The interaction of phosphate with uteroferrin. Characterization of a reduced uteroferrin-phosphate complex.

The interaction of phosphate with reduced uteroferrin has been re-examined in light of disagreements on the oxidation state of the binuclear iron cluster (Keough, D. T., Beck, J. L., de Jersey, J., and Zerner, B. (1982) Biochem. Biophys. Res. Commun. 108, 1643-1648; Antanaitis, B. C., and Aisen, P. (1985) J. Biol. Chem. 260, 751-756). Our results based on Mossbauer observations and the kinetics of spectral change and activity loss show clearly that phosphate binds to reduced uteroferrin to form a reduced uteroferrin-phosphate complex.
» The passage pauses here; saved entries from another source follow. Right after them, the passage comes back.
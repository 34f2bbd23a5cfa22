/// Algorithm registry: descriptors plus name → suite resolution.
///
/// The built-in registry is a process-wide immutable static. Callers that need
/// extra algorithms build their own [`Registry`] and [`Registry::register`]
/// into it; nothing dispatches on algorithm names outside this module.
use once_cell::sync::Lazy;
use rand::rngs::OsRng;
use rand::{CryptoRng, RngCore};
use serde::Serialize;

use crate::crypto::aead::AeadScheme;
use crate::crypto::hybrid::HybridSuite;
use crate::crypto::kem::{KemParams, KemSuite};
use crate::error::{EngineError, Result};
use crate::result::OperationResult;
use crate::suite::CipherSuite;

/// Public description of one algorithm. Identity is the name.
#[derive(Debug, Clone, PartialEq, Eq, Serialize)]
pub struct AlgorithmDescriptor {
    pub name: String,
    pub description: String,
    pub is_post_quantum: bool,
}

#[derive(Debug, Clone)]
pub struct RegisteredAlgorithm {
    pub descriptor: AlgorithmDescriptor,
    pub suite: CipherSuite,
}

/// Ordered set of algorithms, unique by name.
#[derive(Debug, Clone, Default)]
pub struct Registry {
    entries: Vec<RegisteredAlgorithm>,
}

static BUILTIN: Lazy<Registry> = Lazy::new(Registry::with_builtin);

impl Registry {
    /// Empty registry.
    pub fn new() -> Self {
        Self::default()
    }

    /// Registry holding every algorithm shipped with the crate.
    pub fn with_builtin() -> Self {
        let mut registry = Self::new();

        registry.register(
            "aes256gcm",
            "AES-256 in GCM mode - Strong symmetric encryption",
            CipherSuite::Aead(AeadScheme::Aes256Gcm),
        );
        registry.register(
            "chacha20poly1305",
            "ChaCha20-Poly1305 - Fast and secure symmetric encryption",
            CipherSuite::Aead(AeadScheme::ChaCha20Poly1305),
        );
        registry.register(
            "xchacha20poly1305",
            "XChaCha20-Poly1305 - ChaCha20-Poly1305 with a 192-bit random nonce",
            CipherSuite::Aead(AeadScheme::XChaCha20Poly1305),
        );
        registry.register(
            "kyber768",
            "Kyber-768 - NIST selected post-quantum key encapsulation mechanism",
            CipherSuite::Kem(KemSuite::new(KemParams::MlKem768, AeadScheme::Aes256Gcm)),
        );
        registry.register(
            "kyber1024",
            "Kyber-1024 - Higher security level post-quantum key encapsulation mechanism",
            CipherSuite::Kem(KemSuite::new(KemParams::MlKem1024, AeadScheme::Aes256Gcm)),
        );
        registry.register(
            "hybrid-kyber768-aes256gcm",
            "Hybrid Kyber-768 + AES-256-GCM - Post-quantum security with classical fallback",
            CipherSuite::Hybrid(HybridSuite::new(KemParams::MlKem768, AeadScheme::Aes256Gcm)),
        );
        registry.register(
            "hybrid-kyber1024-chacha20poly1305",
            "Hybrid Kyber-1024 + ChaCha20-Poly1305 - Higher security level hybrid without AES hardware",
            CipherSuite::Hybrid(HybridSuite::new(
                KemParams::MlKem1024,
                AeadScheme::ChaCha20Poly1305,
            )),
        );

        registry
    }

    /// Shared built-in registry.
    pub fn builtin() -> &'static Registry {
        &BUILTIN
    }

    /// Insert `suite` under `name`, replacing any algorithm of the same name.
    /// Returns the replaced entry.
    pub fn register(
        &mut self,
        name: &str,
        description: &str,
        suite: CipherSuite,
    ) -> Option<RegisteredAlgorithm> {
        let entry = RegisteredAlgorithm {
            descriptor: AlgorithmDescriptor {
                name: name.to_string(),
                description: description.to_string(),
                is_post_quantum: suite.is_post_quantum(),
            },
            suite,
        };
        match self.entries.iter_mut().find(|e| e.descriptor.name == name) {
            Some(existing) => Some(std::mem::replace(existing, entry)),
            None => {
                self.entries.push(entry);
                None
            }
        }
    }

    pub fn len(&self) -> usize {
        self.entries.len()
    }

    pub fn is_empty(&self) -> bool {
        self.entries.is_empty()
    }

    pub fn entries(&self) -> &[RegisteredAlgorithm] {
        &self.entries
    }

    /// Descriptors of one category, in registration order.
    pub fn algorithms(&self, post_quantum: bool) -> Vec<AlgorithmDescriptor> {
        let list: Vec<AlgorithmDescriptor> = self
            .entries
            .iter()
            .filter(|e| e.descriptor.is_post_quantum == post_quantum)
            .map(|e| e.descriptor.clone())
            .collect();
        log::debug!(
            "Listing {} {} algorithms",
            list.len(),
            if post_quantum { "post-quantum" } else { "classic" }
        );
        list
    }

    pub fn classic_algorithms(&self) -> Vec<AlgorithmDescriptor> {
        self.algorithms(false)
    }

    pub fn post_quantum_algorithms(&self) -> Vec<AlgorithmDescriptor> {
        self.algorithms(true)
    }

    pub fn describe(&self, name: &str) -> Option<&AlgorithmDescriptor> {
        self.entries
            .iter()
            .find(|e| e.descriptor.name == name)
            .map(|e| &e.descriptor)
    }

    /// Whether `name` is registered in the given category.
    pub fn contains(&self, name: &str, post_quantum: bool) -> bool {
        self.describe(name)
            .is_some_and(|d| d.is_post_quantum == post_quantum)
    }

    /// Look up the suite registered under `name`.
    pub fn resolve(&self, name: &str) -> Result<CipherSuite> {
        match self.entries.iter().find(|e| e.descriptor.name == name) {
            Some(entry) => {
                log::debug!("Resolved {} to {:?}", name, entry.suite);
                Ok(entry.suite)
            }
            None => {
                log::error!("Unsupported algorithm: {}", name);
                Err(EngineError::UnsupportedAlgorithm(name.to_string()))
            }
        }
    }

    /// Generate keys, encrypt and decrypt `data` with `name`, using the OS RNG.
    pub fn test_algorithm(&self, name: &str, data: &[u8]) -> Result<OperationResult> {
        self.test_algorithm_with_rng(name, data, &mut OsRng)
    }

    pub fn test_algorithm_with_rng<R: RngCore + CryptoRng>(
        &self,
        name: &str,
        data: &[u8],
        rng: &mut R,
    ) -> Result<OperationResult> {
        let suite = self.resolve(name)?;
        log::info!("Testing {} with {} bytes", name, data.len());
        let result = suite.self_test(name, data, rng)?;
        log::info!(
            "{}: {} bytes, success={}, keygen={:?} encrypt={:?} decrypt={:?}",
            name,
            result.serialized_ciphertext.len(),
            result.decryption_succeeded,
            result.key_gen_duration,
            result.encrypt_duration,
            result.decrypt_duration
        );
        Ok(result)
    }

    /// Self-test every registered algorithm, in registration order.
    ///
    /// Stops at the first fatal error.
    pub fn test_all(&self, data: &[u8]) -> Result<Vec<OperationResult>> {
        self.entries
            .iter()
            .map(|e| self.test_algorithm(&e.descriptor.name, data))
            .collect()
    }
}

/// Classic algorithms of the built-in registry.
pub fn list_classic_algorithms() -> Vec<AlgorithmDescriptor> {
    Registry::builtin().classic_algorithms()
}

/// Post-quantum algorithms of the built-in registry.
pub fn list_post_quantum_algorithms() -> Vec<AlgorithmDescriptor> {
    Registry::builtin().post_quantum_algorithms()
}

/// Self-test `name` from the built-in registry.
pub fn test_algorithm(name: &str, data: &[u8]) -> Result<OperationResult> {
    Registry::builtin().test_algorithm(name, data)
}

/// Self-test `name` from the built-in registry with a caller-supplied RNG.
pub fn test_algorithm_with_rng<R: RngCore + CryptoRng>(
    name: &str,
    data: &[u8],
    rng: &mut R,
) -> Result<OperationResult> {
    Registry::builtin().test_algorithm_with_rng(name, data, rng)
}

#[cfg(test)]
mod tests {
    use super::*;

    fn names(list: &[AlgorithmDescriptor]) -> Vec<&str> {
        list.iter().map(|d| d.name.as_str()).collect()
    }

    #[test]
    fn test_builtin_lists() {
        assert_eq!(
            names(&list_classic_algorithms()),
            ["aes256gcm", "chacha20poly1305", "xchacha20poly1305"]
        );
        assert_eq!(
            names(&list_post_quantum_algorithms()),
            [
                "kyber768",
                "kyber1024",
                "hybrid-kyber768-aes256gcm",
                "hybrid-kyber1024-chacha20poly1305"
            ]
        );
        assert!(list_post_quantum_algorithms().iter().all(|d| d.is_post_quantum));
        assert!(list_classic_algorithms().iter().all(|d| !d.is_post_quantum));
    }

    #[test]
    fn test_unsupported_algorithm() {
        let err = test_algorithm("unsupported-name", b"data").unwrap_err();
        assert!(matches!(err, EngineError::UnsupportedAlgorithm(ref n) if n == "unsupported-name"));
        assert_eq!(err.to_string(), "unsupported algorithm: unsupported-name");
    }

    #[test]
    fn test_register_replaces_by_name() {
        let mut registry = Registry::with_builtin();
        let before = registry.len();

        let previous = registry.register(
            "kyber768",
            "ML-KEM-768 keyed ChaCha20-Poly1305",
            CipherSuite::Kem(KemSuite::new(KemParams::MlKem768, AeadScheme::ChaCha20Poly1305)),
        );
        assert!(previous.is_some());
        assert_eq!(registry.len(), before);
        assert_eq!(
            registry.resolve("kyber768").unwrap(),
            CipherSuite::Kem(KemSuite::new(KemParams::MlKem768, AeadScheme::ChaCha20Poly1305))
        );
    }

    #[test]
    fn test_register_new_algorithm() {
        let mut registry = Registry::new();
        assert!(registry.is_empty());
        assert!(registry
            .register("xchacha", "custom", CipherSuite::Aead(AeadScheme::XChaCha20Poly1305))
            .is_none());

        let result = registry.test_algorithm("xchacha", b"custom").unwrap();
        assert!(result.decryption_succeeded);
        assert_eq!(registry.classic_algorithms().len(), 1);
        assert!(registry.post_quantum_algorithms().is_empty());
    }

    #[test]
    fn test_describe_and_contains() {
        let registry = Registry::builtin();
        let desc = registry.describe("kyber1024").unwrap();
        assert!(desc.is_post_quantum);
        assert!(desc.description.starts_with("Kyber-1024"));
        assert!(registry.contains("aes256gcm", false));
        assert!(!registry.contains("aes256gcm", true));
        assert!(registry.describe("des").is_none());
    }

    #[test]
    fn test_all_builtin_succeed() {
        let results = Registry::builtin().test_all(b"batch self-test").unwrap();
        assert_eq!(results.len(), Registry::builtin().len());
        assert!(results.iter().all(|r| r.decryption_succeeded));
    }
}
This complex exhibits a pair of quadrupole doublets at 119 K with parameters typical of a high spin ferric and a high spin ferrous center, respectively, but distinct from those of the native reduced enzyme. The reduced phosphate complex exhibits a pH-dependent visible absorption maximum ranging from 530 to 561 nm. In air, the reduced phosphate complex converts to the oxidized phosphate complex with a first order rate constant of 4 X 10(-3) min-1, as monitored by spectral changes and loss of enzyme activity.